Work order: Go through the records below and tally the lines that include "Completion". Answer with the number only.

Data for processing:
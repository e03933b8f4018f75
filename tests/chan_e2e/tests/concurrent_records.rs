//! CONTEXT: chardev-chan multi-producer/multi-consumer correctness
//! INTENT: Tagged records survive concurrent access intact, in per-writer order
//! DEPS: chardev-chan, chan-e2e harness
//! TESTS: K writers x N records against every waiting-capable sync mode
// Copyright 2026 Open Nexus OS Contributors
// SPDX-License-Identifier: Apache-2.0

use std::collections::HashMap;
use std::sync::atomic::{AtomicUsize, Ordering};
use std::sync::Arc;
use std::thread;

use chan_e2e::{decode_record, tagged_record, write_all, RECORD_LEN};
use chardev_chan::{Channel, ChannelConfig, ChannelError, Layout, ReadPolicy, SyncMode};

const WRITERS: u8 = 4;
const READERS: usize = 2;
const RECORDS: u32 = 500;

struct ReaderLog {
    bytes: usize,
    records: Vec<(u8, u32)>,
}

fn run_mixed_load(config: ChannelConfig) -> (usize, Vec<ReaderLog>) {
    let ch = Channel::new(config).unwrap();
    let live = Arc::new(AtomicUsize::new(WRITERS as usize));

    let writers: Vec<_> = (0..WRITERS)
        .map(|w| {
            let ch = ch.clone();
            let live = Arc::clone(&live);
            thread::spawn(move || {
                let mut s = ch.open().unwrap();
                for seq in 0..RECORDS {
                    write_all(&mut s, &tagged_record(w, seq)).unwrap();
                }
                live.fetch_sub(1, Ordering::AcqRel);
                RECORDS as usize * RECORD_LEN
            })
        })
        .collect();

    let readers: Vec<_> = (0..READERS)
        .map(|_| {
            let ch = ch.clone();
            let live = Arc::clone(&live);
            thread::spawn(move || {
                let mut s = ch.open().unwrap();
                let mut log = ReaderLog { bytes: 0, records: Vec::new() };
                loop {
                    let drained = live.load(Ordering::Acquire) == 0;
                    match s.read(ch.config().capacity) {
                        Ok(chunk) if chunk.is_empty() => {
                            if drained {
                                break;
                            }
                            thread::yield_now();
                        }
                        Ok(chunk) => {
                            assert_eq!(chunk.len() % RECORD_LEN, 0, "record split across reads");
                            log.bytes += chunk.len();
                            for rec in chunk.chunks_exact(RECORD_LEN) {
                                log.records.push(decode_record(rec).expect("corrupted record"));
                            }
                        }
                        Err(ChannelError::Busy) => thread::yield_now(),
                        Err(err) => panic!("reader failed: {err}"),
                    }
                }
                log
            })
        })
        .collect();

    let written = writers.into_iter().map(|h| h.join().unwrap()).sum();
    let logs = readers.into_iter().map(|h| h.join().unwrap()).collect();
    (written, logs)
}

fn assert_consistent(mode: SyncMode, written: usize, logs: &[ReaderLog]) {
    let read: usize = logs.iter().map(|log| log.bytes).sum();
    assert!(read <= written, "{mode:?}: read {read} > written {written}");
    assert_eq!(read, written, "{mode:?}: bytes lost");

    let mut seen = HashMap::new();
    for log in logs {
        let mut last: HashMap<u8, u32> = HashMap::new();
        for &(writer, seq) in &log.records {
            if let Some(prev) = last.insert(writer, seq) {
                assert!(seq > prev, "{mode:?}: writer {writer} reordered ({prev} then {seq})");
            }
            *seen.entry(writer).or_insert(0u32) += 1;
        }
    }
    for w in 0..WRITERS {
        assert_eq!(seen.get(&w), Some(&RECORDS), "{mode:?}: writer {w}");
    }
}

#[test]
fn tagged_records_survive_every_locking_mode() {
    for mode in [
        SyncMode::Mutex,
        SyncMode::Spinlock,
        SyncMode::Semaphore,
        SyncMode::Completion,
        SyncMode::PollQueue,
    ] {
        for layout in [Layout::Linear, Layout::Ring] {
            let config = ChannelConfig::new(16 * RECORD_LEN).with_sync(mode).with_layout(layout);
            let (written, logs) = run_mixed_load(config);
            assert_consistent(mode, written, &logs);
        }
    }
}

#[test]
fn blocking_channel_under_load() {
    let config = ChannelConfig::new(8 * RECORD_LEN)
        .with_sync(SyncMode::Completion)
        .with_read_policy(ReadPolicy::Stream)
        .blocking(true);
    let ch = Channel::new(config).unwrap();
    let producer = {
        let ch = ch.clone();
        thread::spawn(move || {
            let mut s = ch.open().unwrap();
            for seq in 0..RECORDS {
                write_all(&mut s, &tagged_record(1, seq)).unwrap();
            }
        })
    };
    let mut s = ch.open().unwrap();
    let mut next = 0u32;
    let mut pending = Vec::new();
    while next < RECORDS {
        pending.extend(s.read(3 * RECORD_LEN).unwrap());
        while pending.len() >= RECORD_LEN {
            let rec: Vec<u8> = pending.drain(..RECORD_LEN).collect();
            assert_eq!(decode_record(&rec), Some((1, next)));
            next += 1;
        }
    }
    producer.join().unwrap();
    assert_eq!(ch.stats().unwrap().length, 0);
}

#[test]
fn unsynchronized_channel_refuses_overlap_instead_of_racing() {
    let ch = Channel::new(ChannelConfig::new(64).with_sync(SyncMode::None)).unwrap();
    let workers: Vec<_> = (0..4u8)
        .map(|w| {
            let ch = ch.clone();
            thread::spawn(move || {
                let mut s = ch.open().unwrap();
                let mut refused = 0usize;
                for seq in 0..200 {
                    match s.write(&tagged_record(w, seq)) {
                        Ok(_) | Err(ChannelError::Full) => {}
                        Err(ChannelError::Busy) => refused += 1,
                        Err(err) => panic!("unexpected {err}"),
                    }
                    let _ = s.read(64);
                }
                refused
            })
        })
        .collect();
    for worker in workers {
        worker.join().unwrap();
    }
    let stats = ch.stats().unwrap();
    assert!(stats.length <= 64);
    assert_eq!(stats.length % RECORD_LEN, 0);
}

Answer below: 2